Basically these are meetings that are the first contact between you and the other person. Sometimes you want something out of the other person, sometimes they want something out of you, and the common factor is that there’s isn’t an agenda. You are just supposed to talk. To network.
I assumed that these meetings fell under the “no preparation” category. I figured – hey, I can talk, that’s easy. I’ll just go and see what happens. That, as an engineer, was my logical thought process. No agenda = nothing I need to prepare.
But I have learned this is incorrect. Because in the business world, these kind of networking meetings are apparently much more popular. And the business people do something that I did not expect – they prepare.
They do background checks.
After the second or third time I was surprised by how much the person sitting across the table knew about me, I realized that while I am used to dealing with technical issues (so I preprare whatever data or experimental results I need for a meeting), there is a whole other side to the world of interactions that deal with people and relationship issues. And so they prepare by researching historical data or background information on the person they are meeting.
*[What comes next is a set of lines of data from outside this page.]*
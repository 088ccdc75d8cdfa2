//! Simulator view-state
//!
//! Holds the draft claim input and the latest verdict, and serializes runs
//! so at most one assessment is in flight per simulator instance.

use std::sync::Arc;

use serde::{Deserialize, Serialize};
use tokio::sync::Mutex;
use utoipa::ToSchema;

use crate::model::assessment::AssessmentResult;
use crate::model::{ClaimInput, ClaimInputPatch};
use crate::service::assessment::{AssessmentError, ClaimAssessor};

/// Notice stored when a run fails, shown to the user verbatim
pub const ANALYSIS_FAILED_NOTICE: &str = "Analysis failed. Please check your API configuration.";

/// Renderable view of the simulator
#[derive(Debug, Clone, Serialize, Deserialize, ToSchema)]
#[serde(rename_all = "camelCase")]
pub struct SimulatorSnapshot {
    /// Current draft input
    pub input: ClaimInput,
    /// Latest verdict, absent until the first successful run
    pub result: Option<AssessmentResult>,
    /// Whether a run is currently in flight
    pub running: bool,
    /// Failure notice from the most recent run, cleared on success
    pub notice: Option<String>,
}

/// Outcome of a run request
#[derive(Debug)]
pub enum RunOutcome {
    /// The verdict was produced and stored
    Completed(AssessmentResult),
    /// A run was already in flight; no new request was issued
    AlreadyRunning,
    /// The assessment failed; the stored result is unchanged
    Failed(AssessmentError),
    /// A newer run was issued before this one resolved; its verdict was discarded
    Superseded,
}

struct SimulatorState {
    input: ClaimInput,
    result: Option<AssessmentResult>,
    notice: Option<String>,
    running: bool,
    /// Sequence number of the latest issued run
    seq: u64,
}

/// Per-instance simulator state machine
pub struct Simulator {
    assessor: Arc<dyn ClaimAssessor>,
    state: Mutex<SimulatorState>,
}

impl Simulator {
    pub fn new(assessor: Arc<dyn ClaimAssessor>) -> Self {
        Self {
            assessor,
            state: Mutex::new(SimulatorState {
                input: ClaimInput::default(),
                result: None,
                notice: None,
                running: false,
                seq: 0,
            }),
        }
    }

    /// Current renderable state
    pub async fn snapshot(&self) -> SimulatorSnapshot {
        let state = self.state.lock().await;
        SimulatorSnapshot {
            input: state.input.clone(),
            result: state.result.clone(),
            running: state.running,
            notice: state.notice.clone(),
        }
    }

    /// Apply field edits to the draft input
    ///
    /// Edits made while a run is in flight touch only the draft; the
    /// in-flight request keeps the snapshot taken at trigger time.
    pub async fn update_input(&self, patch: ClaimInputPatch) -> ClaimInput {
        let mut state = self.state.lock().await;
        state.input.apply(patch);
        state.input.clone()
    }

    /// Run one assessment over the current input
    ///
    /// No-op while a run is already in flight. Each trigger takes a fresh
    /// sequence number; a completion is applied only if it is still the
    /// latest issued, so a stale verdict can never clobber a newer one.
    pub async fn run(&self) -> RunOutcome {
        let (input, seq) = {
            let mut state = self.state.lock().await;
            if state.running {
                return RunOutcome::AlreadyRunning;
            }
            state.running = true;
            state.seq += 1;
            (state.input.clone(), state.seq)
        };

        tracing::debug!(seq = seq, farmer = %input.farmer_name, "Simulator run started");

        // The lock is not held across the provider call; edits and
        // snapshots proceed mid-flight.
        let outcome = self.assessor.assess(&input).await;

        let mut state = self.state.lock().await;
        state.running = false;

        if seq != state.seq {
            tracing::warn!(
                seq = seq,
                latest = state.seq,
                "Discarding stale assessment result"
            );
            return RunOutcome::Superseded;
        }

        match outcome {
            Ok(result) => {
                tracing::info!(
                    seq = seq,
                    classification = ?result.fraud_classification,
                    risk_score = result.risk_score,
                    "Simulator run completed"
                );
                state.notice = None;
                state.result = Some(result.clone());
                RunOutcome::Completed(result)
            }
            Err(e) => {
                tracing::error!(seq = seq, error = %e, "Simulator run failed");
                state.notice = Some(ANALYSIS_FAILED_NOTICE.to_string());
                RunOutcome::Failed(e)
            }
        }
    }
}

#[cfg(test)]
mod tests {
    use super::*;

    use std::sync::Mutex as StdMutex;
    use std::sync::atomic::{AtomicUsize, Ordering};

    use async_trait::async_trait;
    use tokio::sync::Notify;

    use crate::model::assessment::FraudClassification;

    fn fraudulent_verdict() -> AssessmentResult {
        AssessmentResult {
            fraud_classification: FraudClassification::Fraudulent,
            risk_score: 82.0,
            reasoning: "High yield loss reported against a negligible weather anomaly, \
                        with multiple prior claims."
                .to_string(),
            confidence: 0.88,
            recommended_action: "Escalate to a field investigator before payout.".to_string(),
        }
    }

    enum StubMode {
        Verdict(AssessmentResult),
        Unavailable,
        Malformed,
        /// Holds the call open until the gate is notified
        Gated(Arc<Notify>, AssessmentResult),
    }

    struct StubAssessor {
        mode: StdMutex<StubMode>,
        calls: AtomicUsize,
        seen_inputs: StdMutex<Vec<ClaimInput>>,
    }

    impl StubAssessor {
        fn new(mode: StubMode) -> Arc<Self> {
            Arc::new(Self {
                mode: StdMutex::new(mode),
                calls: AtomicUsize::new(0),
                seen_inputs: StdMutex::new(Vec::new()),
            })
        }

        fn set_mode(&self, mode: StubMode) {
            *self.mode.lock().unwrap() = mode;
        }

        fn calls(&self) -> usize {
            self.calls.load(Ordering::SeqCst)
        }
    }

    #[async_trait]
    impl ClaimAssessor for StubAssessor {
        async fn assess(&self, input: &ClaimInput) -> Result<AssessmentResult, AssessmentError> {
            self.calls.fetch_add(1, Ordering::SeqCst);
            self.seen_inputs.lock().unwrap().push(input.clone());

            let gated = match &*self.mode.lock().unwrap() {
                StubMode::Verdict(v) => return Ok(v.clone()),
                StubMode::Unavailable => {
                    return Err(AssessmentError::ServiceUnavailable(
                        "connection refused".to_string(),
                    ));
                }
                StubMode::Malformed => {
                    return Err(AssessmentError::MalformedResponse(
                        "response was not valid JSON".to_string(),
                    ));
                }
                StubMode::Gated(gate, v) => (Arc::clone(gate), v.clone()),
            };

            gated.0.notified().await;
            Ok(gated.1)
        }
    }

    async fn wait_until_running(simulator: &Simulator) {
        while !simulator.snapshot().await.running {
            tokio::task::yield_now().await;
        }
    }

    #[tokio::test]
    async fn run_stores_the_canned_fraudulent_verdict() {
        let stub = StubAssessor::new(StubMode::Verdict(fraudulent_verdict()));
        let simulator = Simulator::new(stub.clone());

        let outcome = simulator.run().await;
        assert!(matches!(outcome, RunOutcome::Completed(_)));

        let snapshot = simulator.snapshot().await;
        assert_eq!(snapshot.result, Some(fraudulent_verdict()));
        assert!(!snapshot.running);
        assert!(snapshot.notice.is_none());

        // The high-loss / low-anomaly / repeat-claimant default draft is
        // what the assessor must have been handed
        let seen = stub.seen_inputs.lock().unwrap();
        assert_eq!(seen.len(), 1);
        assert_eq!(seen[0].farmer_name, "Emily Vance");
        assert_eq!(seen[0].crop_type, "Corn");
        assert_eq!(seen[0].claimed_amount, 25000.0);
        assert_eq!(seen[0].yield_loss_percentage, 90.0);
        assert_eq!(seen[0].weather_anomaly_score, 0.1);
        assert_eq!(seen[0].previous_claims, 3);
    }

    #[tokio::test]
    async fn failure_surfaces_notice_and_keeps_previous_result() {
        let stub = StubAssessor::new(StubMode::Verdict(fraudulent_verdict()));
        let simulator = Simulator::new(stub.clone());

        simulator.run().await;
        stub.set_mode(StubMode::Unavailable);

        let outcome = simulator.run().await;
        assert!(matches!(
            outcome,
            RunOutcome::Failed(AssessmentError::ServiceUnavailable(_))
        ));

        let snapshot = simulator.snapshot().await;
        // The verdict from the first run survives the failed attempt
        assert_eq!(snapshot.result, Some(fraudulent_verdict()));
        assert_eq!(snapshot.notice.as_deref(), Some(ANALYSIS_FAILED_NOTICE));
        assert!(!snapshot.running);
    }

    #[tokio::test]
    async fn malformed_response_surfaces_notice_without_result() {
        let stub = StubAssessor::new(StubMode::Malformed);
        let simulator = Simulator::new(stub);

        let outcome = simulator.run().await;
        assert!(matches!(
            outcome,
            RunOutcome::Failed(AssessmentError::MalformedResponse(_))
        ));

        let snapshot = simulator.snapshot().await;
        assert!(snapshot.result.is_none());
        assert_eq!(snapshot.notice.as_deref(), Some(ANALYSIS_FAILED_NOTICE));
    }

    #[tokio::test]
    async fn second_run_while_in_flight_is_a_no_op() {
        let gate = Arc::new(Notify::new());
        let stub = StubAssessor::new(StubMode::Gated(gate.clone(), fraudulent_verdict()));
        let simulator = Arc::new(Simulator::new(stub.clone()));

        let first = tokio::spawn({
            let simulator = Arc::clone(&simulator);
            async move { simulator.run().await }
        });

        wait_until_running(&simulator).await;

        let second = simulator.run().await;
        assert!(matches!(second, RunOutcome::AlreadyRunning));
        assert_eq!(stub.calls(), 1);

        gate.notify_one();
        let first = first.await.unwrap();
        assert!(matches!(first, RunOutcome::Completed(_)));
        assert_eq!(stub.calls(), 1);
        assert!(simulator.snapshot().await.result.is_some());
    }

    #[tokio::test]
    async fn edits_during_a_run_do_not_touch_the_in_flight_input() {
        let gate = Arc::new(Notify::new());
        let stub = StubAssessor::new(StubMode::Gated(gate.clone(), fraudulent_verdict()));
        let simulator = Arc::new(Simulator::new(stub.clone()));

        let run = tokio::spawn({
            let simulator = Arc::clone(&simulator);
            async move { simulator.run().await }
        });

        wait_until_running(&simulator).await;

        simulator
            .update_input(ClaimInputPatch {
                farmer_name: Some("Bob Johnson".to_string()),
                ..ClaimInputPatch::default()
            })
            .await;

        gate.notify_one();
        run.await.unwrap();

        // The request used the snapshot taken at trigger time
        let seen = stub.seen_inputs.lock().unwrap();
        assert_eq!(seen[0].farmer_name, "Emily Vance");
        // The draft kept the edit
        drop(seen);
        assert_eq!(
            simulator.snapshot().await.input.farmer_name,
            "Bob Johnson"
        );
    }
}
And this makes sense – if you are a business person who deals with contracts and negotiations, you would never walk into a meeting without knowing exactly who you were talking to. If you are HR, nearly the ONLY thing you need to know is who the person is. And I realized this partly explains why when I was younger, it mystified me how much subtext there can be in a business meeting.
I think this phenomenon also plays out in the context of asking for references. If you talk to a professor about their cool new invention, they would be almost offended if you ask for references to prove they know their science. But it is common practice in the business world to ask for references before you enter a business relationship with somebody.
So I tried this recently – I had a meeting set up with someone I wanted to invite as a speaker to an event I am organizing. Instead of doing what I normally would do (which is simply meet them, say hello, and ask “would you like to be a speaker?”), I did a background check. Meaning, I Googled them.
And I found all sorts of articles, and interviews with the person, and in particular a couple things written by the person explaining the issues they were passionate about. And because I knew this, I was able to tailor my request to the person, and ask them to speak specifically about the issues I knew they were interested in.
I felt a whole lot more prepared, so I think this habit of Googling a new person before meeting them will be one I stick with.
Now I just have to see what comes up when you Google ME….
Do you find yourself being part of this sort of meeting? How do you prepare for meetings? Do you ever run a Google check on people?